The second to last division consulted is Engineering, who when presented with the specifications set by the preceding departments, are then tasked with fitting the masses of components, supporting hardware and cooling into a compact package. With an expectation set of better performance than previous models, the components are pushed harder, but other components such as battery size and cooling system surface area are reduced. They can't even increase the airflow volume at risk of fan noise becoming an issue. As long as the computer survives the warranty period and then some, it's not perfect, but it is sufficient.
The last group to be consulted? The customers. In the Australian market, most consumers can't even afford them! Apple computer prices are on the increase again after coming down for some time, and if trends continue, and we're almost back into that $4000-5000 territory that wasn't uncommon in the PowerBook G4 Titanium days, not including the now required accessories, cables and adapters needed to gain the same level of mobile connectivity as that PowerBook.

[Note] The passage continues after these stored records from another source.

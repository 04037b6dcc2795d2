//! Nuxt Scaffold - Generator configuration for Nuxt.js project skeletons
//!
//! This library decides what a new Nuxt.js project is made of. It does not
//! render or copy templates itself; a template engine consumes what it
//! resolves.
//!
//! # Architecture
//!
//! The library is organized into layers:
//!
//! - **Layer 1: Configuration** - Prompt schema, dynamic defaults, typed answers
//! - **Layer 2: Resolution** - Filter table, path mapping and the render `Plan`
//! - **Layer 3: Hooks** - Post-generation steps (git, install, lint fix, instructions)
//!
//! # Example Usage
//!
//! ```ignore
//! use nuxt_scaffold::{config, PartialAnswers, Resolver, ScaffoldConfig};
//!
//! let ctx = config::DefaultContext::detect(Path::new("my-app"));
//! let answers = PartialAnswers::from_yaml("server: express\nui: vuetify\n")?
//!     .complete(&config::prompts(&ctx), &ctx)?;
//!
//! let resolver = Resolver::new(ScaffoldConfig::new("template", false))?;
//! let mapping = resolver.resolve(&answers)?;
//! let keep = resolver.is_included("frameworks/vuetify/plugins/vuetify.js", &answers);
//! ```

pub mod answers;
pub mod config;
pub mod error;
pub mod hooks;
pub mod templates;

// Re-export main types for convenience
pub use answers::{
    AnswerSet, OptionKey, PackageManager, PartialAnswers, Server, SrcDir, Toggle, Ui,
};
pub use config::ScaffoldConfig;
pub use error::ConfigError;
pub use hooks::{run_post, PostContext, ProjectTools, SystemTools};
pub use templates::{FilterTable, PathMapping, Plan, Resolver};
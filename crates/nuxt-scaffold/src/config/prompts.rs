//! Prompt schema
//!
//! The questions a prompt renderer asks before resolution. Rendering them is
//! someone else's job; this module only describes them and resolves their
//! defaults.

use super::defaults::{default_description, DefaultContext};
use crate::answers::{
    Mode, OptionKey, PackageManager, PartialAnswers, Server, SrcDir, Toggle, Ui,
};
use serde::{Serialize, Serializer};

/// Sentinel understood by prompt renderers as "the project folder name"
pub const FOLDER_NAME_SENTINEL: &str = ":folderName:";

/// Sentinel understood by prompt renderers as "the git user name"
pub const GIT_USER_SENTINEL: &str = ":gitUser:";

#[derive(Debug, Clone, Copy, PartialEq, Eq, Serialize)]
#[serde(rename_all = "lowercase")]
pub enum PromptKind {
    /// Free text
    Input,
    /// Single choice from a list
    List,
}

#[derive(Debug, Clone, PartialEq, Eq, Serialize)]
pub struct Choice {
    pub name: &'static str,
    pub value: &'static str,
}

/// Default value of a prompt
#[derive(Debug, Clone, PartialEq, Eq)]
pub enum PromptDefault {
    Text(String),
    FolderName,
    GitUser,
}

impl PromptDefault {
    pub fn resolve(&self, ctx: &DefaultContext) -> String {
        match self {
            PromptDefault::Text(text) => text.clone(),
            PromptDefault::FolderName => ctx.folder_name.clone(),
            PromptDefault::GitUser => ctx.git_user.clone(),
        }
    }
}

impl Serialize for PromptDefault {
    fn serialize<S: Serializer>(&self, serializer: S) -> Result<S::Ok, S::Error> {
        match self {
            PromptDefault::Text(text) => serializer.serialize_str(text),
            PromptDefault::FolderName => serializer.serialize_str(FOLDER_NAME_SENTINEL),
            PromptDefault::GitUser => serializer.serialize_str(GIT_USER_SENTINEL),
        }
    }
}

/// Condition under which a prompt is asked
#[derive(Debug, Clone, Copy, PartialEq, Eq, Serialize)]
#[serde(tag = "op", rename_all = "camelCase")]
pub enum Guard {
    /// Ask only if the earlier answer for `key` differs from `value`
    NotEquals { key: OptionKey, value: &'static str },
}

impl Guard {
    /// Whether the prompt should be asked given the answers collected so far
    pub fn allows(&self, answers: &PartialAnswers) -> bool {
        match self {
            Guard::NotEquals { key, value } => answers.value(*key) != Some(*value),
        }
    }
}

#[derive(Debug, Clone, PartialEq, Eq, Serialize)]
pub struct Prompt {
    pub key: OptionKey,
    pub message: &'static str,
    #[serde(rename = "type")]
    pub kind: PromptKind,
    #[serde(skip_serializing_if = "Vec::is_empty")]
    pub choices: Vec<Choice>,
    pub default: PromptDefault,
    #[serde(skip_serializing_if = "Option::is_none")]
    pub when: Option<Guard>,
    /// Remember the answer for the next run
    #[serde(skip_serializing_if = "std::ops::Not::not")]
    pub store: bool,
}

impl Prompt {
    fn input(key: OptionKey, message: &'static str, default: PromptDefault) -> Self {
        Self {
            key,
            message,
            kind: PromptKind::Input,
            choices: Vec::new(),
            default,
            when: None,
            store: false,
        }
    }

    fn list(key: OptionKey, message: &'static str, choices: Vec<Choice>, default: &str) -> Self {
        Self {
            key,
            message,
            kind: PromptKind::List,
            choices,
            default: PromptDefault::Text(default.to_string()),
            when: None,
            store: false,
        }
    }

    fn when(mut self, guard: Guard) -> Self {
        self.when = Some(guard);
        self
    }

    fn stored(mut self) -> Self {
        self.store = true;
        self
    }

    /// Whether this prompt is asked given the answers collected so far
    pub fn is_asked(&self, answers: &PartialAnswers) -> bool {
        self.when.map_or(true, |guard| guard.allows(answers))
    }
}

macro_rules! choices {
    ($ty:ty) => {
        <$ty>::ALL
            .iter()
            .map(|c| Choice {
                name: c.display_name(),
                value: c.as_str(),
            })
            .collect::<Vec<_>>()
    };
}

/// The ordered prompt schema
pub fn prompts(ctx: &DefaultContext) -> Vec<Prompt> {
    vec![
        Prompt::input(OptionKey::Name, "Project name", PromptDefault::FolderName),
        Prompt::input(
            OptionKey::Description,
            "Project description",
            PromptDefault::Text(default_description(&ctx.folder_name)),
        ),
        Prompt::list(
            OptionKey::Server,
            "Use a custom server framework",
            choices!(Server),
            Server::None.as_str(),
        ),
        Prompt::list(
            OptionKey::SrcDir,
            "Choose project source directory",
            choices!(SrcDir),
            SrcDir::Root.as_str(),
        )
        .when(Guard::NotEquals {
            key: OptionKey::Server,
            value: Server::Adonis.as_str(),
        }),
        Prompt::list(
            OptionKey::Ui,
            "Use a custom UI framework",
            choices!(Ui),
            Ui::None.as_str(),
        ),
        Prompt::list(
            OptionKey::Mode,
            "Choose rendering mode",
            choices!(Mode),
            Mode::Universal.as_str(),
        ),
        Prompt::list(
            OptionKey::Axios,
            "Use axios module",
            choices!(Toggle),
            Toggle::No.as_str(),
        ),
        Prompt::list(
            OptionKey::Eslint,
            "Use eslint",
            choices!(Toggle),
            Toggle::No.as_str(),
        ),
        Prompt::list(
            OptionKey::Prettier,
            "Use prettier",
            choices!(Toggle),
            Toggle::No.as_str(),
        ),
        Prompt::input(OptionKey::Author, "Author name", PromptDefault::GitUser).stored(),
        Prompt::list(
            OptionKey::Pm,
            "Choose a package manager",
            choices!(PackageManager),
            PackageManager::Npm.as_str(),
        ),
    ]
}
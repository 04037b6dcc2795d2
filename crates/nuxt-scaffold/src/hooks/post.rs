//! Post-generation hook

use crate::answers::{AnswerSet, PackageManager};
use anyhow::Result;
use colored::Colorize;
use std::io::Write;
use std::path::{Path, PathBuf};

/// Process handles the hook drives
pub trait ProjectTools {
    /// Initialize a git repository in `dir`
    fn git_init(&mut self, dir: &Path) -> Result<()>;

    /// Install dependencies with npm
    fn npm_install(&mut self, dir: &Path) -> Result<()>;

    /// Install dependencies with yarn
    fn yarn_install(&mut self, dir: &Path) -> Result<()>;

    /// Run `<pm> run lint -- --fix` in `dir` and wait for it.
    /// Returns the exit code, if the process reported one.
    fn lint_fix(&mut self, pm: PackageManager, dir: &Path) -> Result<Option<i32>>;
}

/// Where the project was generated
#[derive(Debug, Clone, PartialEq, Eq)]
pub struct PostContext {
    /// The generator created the folder (as opposed to using the current one)
    pub is_new_folder: bool,
    pub folder_name: String,
    pub folder_path: PathBuf,
}

/// Run the post-generation steps and print the getting-started instructions
pub fn run_post<T, W>(
    tools: &mut T,
    ctx: &PostContext,
    answers: &AnswerSet,
    out: &mut W,
) -> Result<()>
where
    T: ProjectTools + ?Sized,
    W: Write,
{
    let dir = ctx.folder_path.as_path();

    if let Err(e) = tools.git_init(dir) {
        tracing::warn!(error = %e, "git init failed");
    }

    let installed = match answers.pm {
        PackageManager::Yarn => tools.yarn_install(dir),
        PackageManager::Npm => tools.npm_install(dir),
    };
    if let Err(e) = installed {
        tracing::warn!(error = %e, pm = %answers.pm, "dependency install failed");
    }

    if answers.eslint.is_yes() {
        // Lint failures never stop the hook
        match tools.lint_fix(answers.pm, dir) {
            Ok(code) => tracing::debug!(?code, "lint fix finished"),
            Err(e) => tracing::warn!(error = %e, "lint fix could not run"),
        }
    }

    print_instructions(ctx, answers.pm, out)?;

    Ok(())
}

/// Print how to start the generated project
pub fn print_instructions<W: Write>(
    ctx: &PostContext,
    pm: PackageManager,
    out: &mut W,
) -> Result<()> {
    writeln!(out)?;
    writeln!(out, "{}", "\tTo get started:\n".bold())?;
    write_cd(ctx, out)?;
    writeln!(out, "\t {} run dev\n", pm)?;
    writeln!(out, "{}", "  To build & start for production:\n".bold())?;
    write_cd(ctx, out)?;
    writeln!(out, "\t {} run build", pm)?;
    writeln!(out, "\t {} start", pm)?;
    writeln!(out)?;

    Ok(())
}

fn write_cd<W: Write>(ctx: &PostContext, out: &mut W) -> std::io::Result<()> {
    if ctx.is_new_folder {
        writeln!(out, "\t{} {}", "cd".cyan(), ctx.folder_name)?;
    }
    Ok(())
}

#[cfg(test)]
mod tests {
    use super::*;
    use crate::answers::{Mode, Server, SrcDir, Toggle, Ui};

    #[derive(Default)]
    struct RecordingTools {
        calls: Vec<String>,
        fail_git: bool,
        fail_install: bool,
        lint_exit: Option<i32>,
    }

    impl ProjectTools for RecordingTools {
        fn git_init(&mut self, _dir: &Path) -> Result<()> {
            self.calls.push("git init".to_string());
            if self.fail_git {
                anyhow::bail!("git not found");
            }
            Ok(())
        }

        fn npm_install(&mut self, _dir: &Path) -> Result<()> {
            self.calls.push("npm install".to_string());
            if self.fail_install {
                anyhow::bail!("npm exited with code 1");
            }
            Ok(())
        }

        fn yarn_install(&mut self, _dir: &Path) -> Result<()> {
            self.calls.push("yarn install".to_string());
            Ok(())
        }

        fn lint_fix(&mut self, pm: PackageManager, _dir: &Path) -> Result<Option<i32>> {
            self.calls.push(format!("{} run lint -- --fix", pm));
            Ok(self.lint_exit)
        }
    }

    fn answers(pm: PackageManager, eslint: Toggle) -> AnswerSet {
        AnswerSet {
            name: "app".to_string(),
            description: String::new(),
            server: Server::Express,
            src_dir: SrcDir::Src,
            ui: Ui::None,
            mode: Mode::Universal,
            axios: Toggle::No,
            eslint,
            prettier: Toggle::No,
            author: String::new(),
            pm,
        }
    }

    fn ctx(is_new_folder: bool) -> PostContext {
        PostContext {
            is_new_folder,
            folder_name: "my-app".to_string(),
            folder_path: PathBuf::from("/tmp/my-app"),
        }
    }

    #[test]
    fn test_yarn_with_lint_fix() {
        let mut tools = RecordingTools::default();
        let mut out = Vec::new();
        run_post(
            &mut tools,
            &ctx(true),
            &answers(PackageManager::Yarn, Toggle::Yes),
            &mut out,
        )
        .unwrap();

        assert_eq!(
            tools.calls,
            vec!["git init", "yarn install", "yarn run lint -- --fix"]
        );
        let text = String::from_utf8(out).unwrap();
        assert!(text.contains("yarn run dev"));
        assert!(text.contains("yarn run build"));
        assert!(text.contains("yarn start"));
    }

    #[test]
    fn test_npm_without_lint() {
        let mut tools = RecordingTools::default();
        let mut out = Vec::new();
        run_post(
            &mut tools,
            &ctx(false),
            &answers(PackageManager::Npm, Toggle::No),
            &mut out,
        )
        .unwrap();

        assert_eq!(tools.calls, vec!["git init", "npm install"]);
        let text = String::from_utf8(out).unwrap();
        assert!(text.contains("npm run dev"));
        assert!(!text.contains("my-app"));
    }

    #[test]
    fn test_failed_lint_still_prints_instructions() {
        let mut tools = RecordingTools {
            lint_exit: Some(1),
            fail_git: true,
            ..Default::default()
        };
        let mut out = Vec::new();
        run_post(
            &mut tools,
            &ctx(true),
            &answers(PackageManager::Npm, Toggle::Yes),
            &mut out,
        )
        .unwrap();

        assert_eq!(tools.calls.len(), 3);
        let text = String::from_utf8(out).unwrap();
        assert!(text.contains("To get started:"));
        assert!(text.contains("npm start"));
    }

    #[test]
    fn test_failed_install_still_prints_instructions() {
        let mut tools = RecordingTools {
            fail_install: true,
            ..Default::default()
        };
        let mut out = Vec::new();
        run_post(
            &mut tools,
            &ctx(true),
            &answers(PackageManager::Npm, Toggle::Yes),
            &mut out,
        )
        .unwrap();

        assert_eq!(
            tools.calls,
            vec!["git init", "npm install", "npm run lint -- --fix"]
        );
        let text = String::from_utf8(out).unwrap();
        assert!(text.contains("npm run dev"));
    }

    #[test]
    fn test_cd_shown_for_new_folder() {
        let mut out = Vec::new();
        print_instructions(&ctx(true), PackageManager::Npm, &mut out).unwrap();
        let text = String::from_utf8(out).unwrap();
        assert_eq!(text.matches("my-app").count(), 2);
    }
}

(Sidenote, the Apple 87W USB-C Power Adapter is the same price as the older 85W MagSafe 2 Power Adapter, but doesn't even include the damn USB-C cable in the box - that's an extra $29!)
Perhaps most telling though is whenever I need to write an insurance report for a client these days, and the current model equivalent computer is a MacBook Pro with Touch Bar, I'm often asked if they can instead trade down to a 2015 model or even sometimes a MacBook Air. Consumers used to scramble for the absolute newest computer they could get, almost as though Christmas had come early when the insurance company was paying up, but not anymore. That's saying something.